We know that $\tilde{f}\left(u\right)\ne \varnothing$ whenever u is measurable on $\mathsf{\Omega }$ since $f(·,u(·\left)\right)$ is measurable.

For $P=P_x$ satisfying (42), we have from Proposition 1 that the embedding $i_{P_x}:X\hookrightarrow L^{P_x}\left(\mathsf{\Omega }\right)$ is compact. Therefore its adjoint $i_{P_x}^{*}$, which is the projection from $L^{{\overline{P}}_x}\left(\mathsf{\Omega }\right)\equiv {\left[L^{P_x}\left(\mathsf{\Omega }\right)\right]}^{*}$ to $X^{*}$, is also compact. Note that $i_{P_x}\left(u\right)=u$ for $u\in X$, that is, $i_{P_x}\left(u\right)\left(x\right)=u\left(x\right)$ for a.e. $x\in \mathsf{\Omega }$. Thus, to simplify the notation in the sequel, we shall use in several places u instead of $i_{P_x}\left(u\right)$. Similarly, $i_{P_x}^{*}$ is the restriction of elements in $L^{{\overline{P}}_x}\left(\mathsf{\Omega }\right)\equiv {\left[L^{P_x}\left(\mathsf{\Omega }\right)\right]}^{*}$ on the functions in X, i.e., for $\eta \in L^{{\overline{P}}_x}\left(\mathsf{\Omega }\right)$, $i_{P_x}^{*}{\left(\eta \right)=\eta |}_X$,

$${\langle i_{P_x}^{*}\left(\eta \right),v\rangle }_{X^{*},X}={\langle \eta ,i_{P_x}\left(v\right)\rangle }_{L^{{\overline{P}}_x}\left(\mathsf{\Omega }\right),L^{P_x}\left(\mathsf{\Omega }\right)}={\int }_{\mathsf{\Omega }}\eta vdx,\forall v\in X.$$

(45)

Therefore, if f satisfies the growth condition (43) in (F3) with $P_x$ satisfying (42), then for any $\eta$ satisfying (38), we have $\eta \in L^{{\overline{P}}_x}\left(\mathsf{\Omega }\right)$, which implies (39).

Moreover, if the growth condition (43) is fulfilled then $\tilde{f}\left(u\right)\subset L^{{\overline{P}}_x}\left(\mathsf{\Omega }\right)$ whenever $u\in L^{P_x}\left(\mathsf{\Omega }\right)$.

Letting ${\eta }^{*}=i_{P_x}^{*}\left(\eta \right)$, we can reformulate problems (38)–(40) in an equivalent way as follows:

(P) Find $u\in K$ and ${\eta }^{*}\in \left(i_{P_x}^{*}\tilde{f}{i}_{P_x}\right)\left(u\right)$ such that

$${\langle \mathcal{A}u,v-u\rangle }_{X^{*},X}+{\langle {\eta }^{*},v-u\rangle }_{X^{*},X}\ge 0,\forall v\in K,$$

(46)

or equivalently,

$$I_K\left(v\right)-I_K\left(u\right)+{\langle \mathcal{A}+{\eta }^{*},v-u\rangle }_{X^{*},X}\ge 0,\forall v\in X,$$

(47)

where $I_K$ is the indicator functional of K, $I_K\left(w\right)=0$ if $w\in K$ and $I_K\left(w\right)=\infty$ if $w\in X\setminus K$. Since K is closed and convex and since X is reflexive, $I_K:X\to [0,\infty ]$ is convex and lower semicontinuous in both the norm and the weak topologies of X. Let $\partial I_K$ be the subdifferential of $I_K$ in the sense of Convex Analysis.
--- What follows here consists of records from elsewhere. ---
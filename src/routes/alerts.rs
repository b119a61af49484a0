//! # routes::alerts
//!
//! | Method | Path          | Description                                   |
//! |--------|---------------|-----------------------------------------------|
//! | POST   | `/api/alerts` | Validate an alert and queue it for execution  |
//!
//! The handler only enqueues.  Risk checks and order routing happen on the
//! intake task, so the response is `202 Accepted`, not a trade result.

use axum::{extract::State, http::StatusCode, response::IntoResponse, Json};
use serde_json::json;
use tracing::info;

use crate::engine::IntakeError;
use crate::error::AppError;
use crate::models::Alert;
use crate::state::SharedState;

/// POST /api/alerts
pub async fn submit_alert(
    State(state): State<SharedState>,
    Json(alert): Json<Alert>,
) -> Result<impl IntoResponse, AppError> {
    if !alert.is_well_formed() {
        return Err(AppError::BadRequest(format!(
            "alert {} must satisfy target2 > target1 > price > stop",
            alert.alert_id
        )));
    }

    let alert_id = alert.alert_id;
    state.alerts.submit(alert).map_err(|e| match e {
        IntakeError::QueueFull => AppError::Unavailable("alert queue is full, retry later".into()),
        IntakeError::Closed    => AppError::Unavailable("alert intake is shut down".into()),
    })?;

    info!(alert_id, "📨 Alert queued");
    Ok((
        StatusCode::ACCEPTED,
        Json(json!({
            "ok":       true,
            "alert_id": alert_id,
            "message":  "Alert queued for execution",
        })),
    ))
}
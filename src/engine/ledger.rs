//! # engine::ledger
//!
//! **Position Ledger**: in-memory registry of active positions.
//!
//! ```text
//!  intake ──insert──▶ ┌──────────────┐ ◀──snapshot── ops API
//!                     │ PositionLedger│
//!  monitor ─update───▶│  RwLock<Map>  │
//!  monitor ─remove───▶└──────────────┘ ──▶ DailyStats (closed P&L)
//! ```
//!
//! Ingestion only inserts.  Once a position is in, the monitor is the only
//! writer.  Locks are held for a map operation, never across a venue call.

use std::collections::HashMap;
use std::sync::Arc;

use chrono::{NaiveDate, Utc};
use tokio::sync::RwLock;
use uuid::Uuid;

use crate::models::TradePosition;

// ─── PositionLedger ───────────────────────────────────────────────────────────

#[derive(Clone, Default)]
pub struct PositionLedger {
    positions: Arc<RwLock<HashMap<Uuid, TradePosition>>>,
}

impl PositionLedger {
    pub fn new() -> Self {
        Self::default()
    }

    pub async fn insert(&self, position: TradePosition) {
        self.positions.write().await.insert(position.id, position);
    }

    /// Read-only copy, oldest first.
    pub async fn snapshot(&self) -> Vec<TradePosition> {
        let mut all: Vec<_> = self.positions.read().await.values().cloned().collect();
        all.sort_by_key(|p| p.created_at);
        all
    }

    pub async fn ids(&self) -> Vec<Uuid> {
        self.snapshot().await.into_iter().map(|p| p.id).collect()
    }

    pub async fn get(&self, id: Uuid) -> Option<TradePosition> {
        self.positions.read().await.get(&id).cloned()
    }

    /// Writes `position` back.  Returns `false` if it was removed meanwhile.
    pub async fn update(&self, position: TradePosition) -> bool {
        let mut map = self.positions.write().await;
        match map.get_mut(&position.id) {
            Some(slot) => {
                *slot = position;
                true
            }
            None => false,
        }
    }

    /// Deregisters `id`.  Only the first call for a given id returns `Some`.
    pub async fn remove(&self, id: Uuid) -> Option<TradePosition> {
        self.positions.write().await.remove(&id)
    }

    pub async fn len(&self) -> usize {
        self.positions.read().await.len()
    }

    pub async fn is_empty(&self) -> bool {
        self.positions.read().await.is_empty()
    }

    /// Contracts still on across every active position.
    pub async fn open_quantity(&self) -> u32 {
        self.positions
            .read()
            .await
            .values()
            .map(|p| p.current_quantity)
            .sum()
    }

    /// Realized P&L already booked by positions that are still open
    /// (target 1 taken, remainder running).
    pub async fn open_realized_pnl(&self) -> f64 {
        self.positions
            .read()
            .await
            .values()
            .map(|p| p.realized_pnl)
            .sum()
    }
}

// ─── DailyStats ───────────────────────────────────────────────────────────────

#[derive(Debug)]
struct DailyInner {
    day:         NaiveDate,
    trade_count: u32,
    closed_pnl:  f64,
}

impl DailyInner {
    fn fresh() -> Self {
        Self { day: Utc::now().date_naive(), trade_count: 0, closed_pnl: 0.0 }
    }

    /// Zeroes the counters when the UTC date has moved on.
    fn roll(&mut self) {
        let today = Utc::now().date_naive();
        if today != self.day {
            *self = Self { day: today, trade_count: 0, closed_pnl: 0.0 };
        }
    }
}

/// Per-UTC-day entry count and closed-position P&L.
#[derive(Clone)]
pub struct DailyStats {
    inner: Arc<RwLock<DailyInner>>,
}

impl Default for DailyStats {
    fn default() -> Self {
        Self { inner: Arc::new(RwLock::new(DailyInner::fresh())) }
    }
}

impl DailyStats {
    pub fn new() -> Self {
        Self::default()
    }

    pub async fn record_entry(&self) -> u32 {
        let mut inner = self.inner.write().await;
        inner.roll();
        inner.trade_count += 1;
        inner.trade_count
    }

    /// Seeds today's counters, e.g. from stored snapshots after a restart.
    pub async fn restore(&self, trade_count: u32, closed_pnl: f64) {
        let mut inner = self.inner.write().await;
        inner.roll();
        inner.trade_count = trade_count;
        inner.closed_pnl  = closed_pnl;
    }

    pub async fn record_closed(&self, realized_pnl: f64) {
        let mut inner = self.inner.write().await;
        inner.roll();
        inner.closed_pnl += realized_pnl;
    }

    pub async fn trade_count(&self) -> u32 {
        let mut inner = self.inner.write().await;
        inner.roll();
        inner.trade_count
    }

    pub async fn closed_pnl(&self) -> f64 {
        let mut inner = self.inner.write().await;
        inner.roll();
        inner.closed_pnl
    }
}

#[cfg(test)]
mod tests {
    use super::*;
    use crate::models::Alert;

    fn make_position(qty: u32) -> TradePosition {
        let alert = Alert {
            alert_id:  1,
            source_id: "test".into(),
            price:     6326.0,
            stop:      6316.0,
            target1:   6333.0,
            target2:   6338.0,
            size:      "A".into(),
            timestamp: Utc::now(),
        };
        TradePosition::from_alert(&alert, qty)
    }

    #[tokio::test]
    async fn test_insert_update_remove_once() {
        let ledger = PositionLedger::new();
        let mut pos = make_position(3);
        let id = pos.id;
        ledger.insert(pos.clone()).await;
        assert_eq!(ledger.len().await, 1);
        assert_eq!(ledger.open_quantity().await, 3);

        pos.current_quantity = 2;
        pos.realized_pnl = 8.75;
        assert!(ledger.update(pos.clone()).await);
        assert_eq!(ledger.open_quantity().await, 2);
        assert_eq!(ledger.open_realized_pnl().await, 8.75);

        assert!(ledger.remove(id).await.is_some());
        assert!(ledger.remove(id).await.is_none());
        assert!(ledger.is_empty().await);

        // a removed position is not resurrected by a late write-back
        assert!(!ledger.update(pos).await);
        assert!(ledger.get(id).await.is_none());
    }

    #[tokio::test]
    async fn test_snapshot_is_a_copy() {
        let ledger = PositionLedger::new();
        let pos = make_position(2);
        ledger.insert(pos.clone()).await;

        let mut snap = ledger.snapshot().await;
        snap[0].current_quantity = 0;
        assert_eq!(ledger.get(pos.id).await.unwrap().current_quantity, 2);
        assert_eq!(ledger.ids().await, vec![pos.id]);
    }

    #[tokio::test]
    async fn test_daily_stats_accumulate() {
        let stats = DailyStats::new();
        assert_eq!(stats.record_entry().await, 1);
        assert_eq!(stats.record_entry().await, 2);
        stats.record_closed(-12.5).await;
        stats.record_closed(20.0).await;

        assert_eq!(stats.trade_count().await, 2);
        assert_eq!(stats.closed_pnl().await, 7.5);
    }
}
The variational inequality (47) is, in its turn, equivalent to the following inclusion:

$$\partial I_K\left(u\right)+\mathcal{A}\left(u\right)+{\eta }^{*}\ni 0,$$

(48)

that is,

$$(\partial I_K+\mathcal{A}+i_{P_x}^{*}\tilde{f}{i}_{P_x})\left(u\right)\ni 0.$$

(49)

3.3. Topological and Monotonicity Properties of the Multivalued Term

In order to study the solvability of the inclusion (49), that is, of Problem (P), we will prove in this subsection certain crucial continuity and monotonicity properties of its lower order term. Let us begin with some essential properties of the mappings $u\mapsto \tilde{f}\left(u\right)$ and $u\mapsto \left(i_{P_x}^{*}\tilde{f}{i}_{P_x}\right)\left(u\right)$.

Lemma 1. 

Let conditions (F1)–(F3) be satisfied.

(a) 

If $u\in L^{P_x}\left(\mathsf{\Omega }\right)$ then, $\tilde{f}\left(u\right)$ is a bounded, closed and convex subset of $L^{{\overline{P}}_x}\left(\mathsf{\Omega }\right)$; in particular, $\tilde{f}\left(u\right)\in \mathcal{K}\left(L^{{\overline{P}}_x}\left(\mathsf{\Omega }\right)\right)$. Moreover, the mapping $\tilde{f}:u\mapsto \tilde{f}\left(u\right)$ is a bounded mapping from $L^{P_x}\left(\mathsf{\Omega }\right)$ to $\mathcal{K}\left(L^{{\overline{P}}_x}\left(\mathsf{\Omega }\right)\right)$.

(b) 

If $u\in X$ then $\mathcal{F}\left(u\right):=i_{P_x}^{*}\tilde{f}{i}_{P_x}\left(u\right)$ is a convex and weakly-compact subset of $X^{*}$. Moreover, the mapping $\mathcal{F}:u\mapsto \mathcal{F}\left(u\right)$ is a bounded mapping from X to $2^{X^{*}}$.

Proof. 

(a) The convexity of $\tilde{f}\left(u\right)$ follows directly from the fact that $f(x,u)$ is a closed interval. Let $u\in L^{P_x}\left(\mathsf{\Omega }\right)$ and $\eta \in \tilde{f}\left(u\right)$. From (43),

$$\left|\eta \left(x\right)\right|\le a_1\left(x\right)+b_1{{\overline{P}}_x}^{-1}{P}_x\left(\right|u\left(x\right)\left|\right),\mathrm{a}.\mathrm{e}.x\in \mathsf{\Omega }.$$

(50)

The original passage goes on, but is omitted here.